The color of tragedy

This article from The Independent paints a frightening picture of the state of New Orleans -- it also makes the point about race/poverty I made in an earlier post, but in far more powerful terms:

The prospect of an ugly, elemental battle for survival in New Orleans was made worse by the fact that even before Hurricane Katrina it was the poorest urban area in the United States. The ghastly spectacle of overwhelmingly black residents caged in an unsanitary sports stadium and left almost entirely to their own devices could not but evoke memories of the darkest days of segregation and overtly racist Jim Crow laws in the American South. The potential for racial conflict has been quietly side-stepped in much of the US media coverage to date, but it is also impossible to ignore. ...
The prospect of a major societal breakdown was not restricted to the disaster area. As the first evacuees were welcomed to their new temporary home, the Astrodome in Houston, officials felt obliged to deny that the dispossessed were being held in prison-like conditions. The Astrodome was "not a jail", the chief executive of Harris County, which encompasses Houston, insisted at a news conference.
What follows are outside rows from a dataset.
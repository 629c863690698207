//! The retry loop.
//!
//! [`run_with`] drives a check function with a [`Retryer`] until the check
//! passes or the retryer gives up:
//!
//! ```text
//! AwaitingDecision --next() == true--> RunningAttempt
//! RunningAttempt   --failed----------> AwaitingDecision
//! RunningAttempt   --passed----------> Succeeded
//! AwaitingDecision --next() == false-> GaveUp
//! ```
//!
//! Each attempt runs on its own scoped thread so that [`Attempt::fatal`] can
//! unwind out of the check function without taking the loop down with it.
//! Attempts never overlap: the loop joins the attempt thread before looking
//! at the result.
//!
//! Aborting an attempt relies on unwinding, so the harness needs
//! `panic = "unwind"`, which is what test profiles use.

use std::collections::HashSet;
use std::panic::{self, AssertUnwindSafe};
use std::thread;

use crate::attempt::{Abort, Attempt};
use crate::policy::{Retryer, Timer};
use crate::reporter::{PanicReporter, Reporter};

/// Name given to the thread each attempt runs on.
pub const ATTEMPT_THREAD: &str = "retry-attempt";

/// Retry `f` every 25ms for up to 2s, stopping as soon as it passes.
///
/// On give up the distinct recorded lines are logged to `t` and the test is
/// failed with [`Reporter::fail_now`].
///
/// # Examples
///
/// ```rust
/// use retry_until::{run, PanicReporter};
/// use std::sync::atomic::{AtomicU32, Ordering};
///
/// let polls = AtomicU32::new(0);
/// run(&mut PanicReporter::new(), |r| {
///     if polls.fetch_add(1, Ordering::SeqCst) < 2 {
///         r.fatal("not ready");
///     }
/// });
/// assert_eq!(polls.load(Ordering::SeqCst), 3);
/// ```
pub fn run<T, F>(t: &mut T, f: F)
where
    T: Reporter + ?Sized,
    F: FnMut(&mut Attempt) + Send,
{
    run_with(t, &mut Timer::default(), f)
}

/// Retry `f` inside a `#[test]`, panicking with the recorded output if it
/// never passes.
///
/// Shorthand for [`run`] with a [`PanicReporter`].
pub fn eventually<F>(f: F)
where
    F: FnMut(&mut Attempt) + Send,
{
    run(&mut PanicReporter::new(), f)
}

/// Retry `f` until it passes or `retryer` gives up.
///
/// Returns normally in both cases; giving up is signalled only through
/// `t`. A panic inside `f` that did not come from [`Attempt`] is not a
/// failed attempt and is resumed on the calling thread.
///
/// # Examples
///
/// ```rust
/// use retry_until::{run_with, Counter};
/// use retry_until::testing::RecordingReporter;
/// use std::time::Duration;
///
/// let mut reporter = RecordingReporter::new();
/// let mut calls = 0;
/// run_with(&mut reporter, &mut Counter::new(3, Duration::ZERO), |r| {
///     calls += 1;
///     r.error("still failing");
/// });
///
/// assert_eq!(calls, 3);
/// assert!(reporter.failed());
/// ```
pub fn run_with<T, R, F>(t: &mut T, retryer: &mut R, mut f: F)
where
    T: Reporter + ?Sized,
    R: Retryer + ?Sized,
    F: FnMut(&mut Attempt) + Send,
{
    let mut attempt = Attempt::new();
    #[cfg(feature = "tracing")]
    let mut number = 0u64;
    while retryer.next(&mut || give_up(&mut *t, &attempt)) {
        run_attempt(&mut attempt, &mut f);
        #[cfg(feature = "tracing")]
        {
            number += 1;
        }
        if !attempt.take_failed() {
            #[cfg(feature = "tracing")]
            tracing::debug!(attempts = number, "check passed");
            return;
        }
        #[cfg(feature = "tracing")]
        tracing::debug!(attempt = number, "check failed, retrying");
    }
}

/// Join every distinct line, in first-seen order, each followed by `\n`.
///
/// # Examples
///
/// ```rust
/// use retry_until::dedup;
///
/// assert_eq!(dedup(&["a", "b", "a", "c", "b"]), "a\nb\nc\n");
/// assert_eq!(dedup::<&str>(&[]), "");
/// ```
pub fn dedup<S: AsRef<str>>(lines: &[S]) -> String {
    let mut seen = HashSet::new();
    let mut out = String::new();
    for line in lines {
        let line = line.as_ref();
        if seen.insert(line) {
            out.push_str(line);
            out.push('\n');
        }
    }
    out
}

fn give_up<T: Reporter + ?Sized>(t: &mut T, attempt: &Attempt) {
    let out = dedup(attempt.output());
    #[cfg(feature = "tracing")]
    tracing::warn!(lines = attempt.output().len(), "retry gave up");
    if !out.is_empty() {
        t.log(&out);
    }
    t.fail_now();
}

/// Run one attempt of `f` in isolation and wait for it to finish.
fn run_attempt<F>(attempt: &mut Attempt, f: &mut F)
where
    F: FnMut(&mut Attempt) + Send,
{
    let spawned = thread::scope(|scope| {
        thread::Builder::new()
            .name(ATTEMPT_THREAD.to_string())
            .spawn_scoped(scope, || f(attempt))
            .map(|handle| handle.join())
    });
    let outcome = match spawned {
        Ok(outcome) => outcome,
        Err(err) => {
            #[cfg(feature = "tracing")]
            tracing::warn!("cannot spawn attempt thread, running inline: {}", err);
            #[cfg(not(feature = "tracing"))]
            let _ = err;
            panic::catch_unwind(AssertUnwindSafe(|| f(attempt)))
        }
    };
    if let Err(payload) = outcome {
        if payload.downcast_ref::<Abort>().is_none() {
            panic::resume_unwind(payload);
        }
    }
}
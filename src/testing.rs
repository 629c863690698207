//! Testing utilities for code built on the retry harness.
//!
//! [`RecordingReporter`] stands in for a test framework: it remembers what
//! the retry loop reported instead of failing the surrounding test, so the
//! give-up path itself can be asserted on.
//!
//! # Examples
//!
//! ```rust
//! use retry_until::{run_with, Timer};
//! use retry_until::testing::RecordingReporter;
//! use std::time::Duration;
//!
//! let mut reporter = RecordingReporter::new();
//! let mut timer = Timer::new(Duration::from_millis(10), Duration::from_millis(5));
//! run_with(&mut reporter, &mut timer, |r| r.fatal("disk not mounted"));
//!
//! assert!(reporter.failed());
//! assert!(reporter.output().contains("disk not mounted"));
//! ```

use crate::reporter::Reporter;

/// A [`Reporter`] that records calls instead of acting on them.
#[derive(Debug, Default, Clone, PartialEq, Eq)]
pub struct RecordingReporter {
    logs: Vec<String>,
    fail_count: usize,
}

impl RecordingReporter {
    /// Create a reporter with nothing recorded.
    pub fn new() -> Self {
        Self::default()
    }

    /// Whether `fail_now` was called.
    pub fn failed(&self) -> bool {
        self.fail_count > 0
    }

    /// How many times `fail_now` was called.
    pub fn fail_count(&self) -> usize {
        self.fail_count
    }

    /// Every string passed to `log`, in order.
    pub fn logs(&self) -> &[String] {
        &self.logs
    }

    /// All logged output concatenated.
    pub fn output(&self) -> String {
        self.logs.concat()
    }
}

impl Reporter for RecordingReporter {
    fn log(&mut self, output: &str) {
        self.logs.push(output.to_string());
    }

    fn fail_now(&mut self) {
        self.fail_count += 1;
    }
}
Officials from President Bush down to Marc Morial, a former mayor of New Orleans, said the impact of Katrina was worse than that of the 11 September attacks on New York, and so required an even more energetic response. "So many of the people who did not evacuate could not evacuate, for whatever reason," said Mr Morial. "They are people who are African-American, mostly but not completely, and people who were of little or limited economic means. They are the folks, we've got to get them out of there." [LINK]
P.S. Here's a highly offensive Peggy Noonan column in the Wall Street Journal where she not only rants at length about the "tragic piggism" of the folks who are "stealing flat screen TVs and jewelry, guns and CD players," but also hopes they will be shot. It's one thing for bloggers to carry on in this fashion, but this is a well-respected GOP consultant writing in one of the nation's leading newspapers.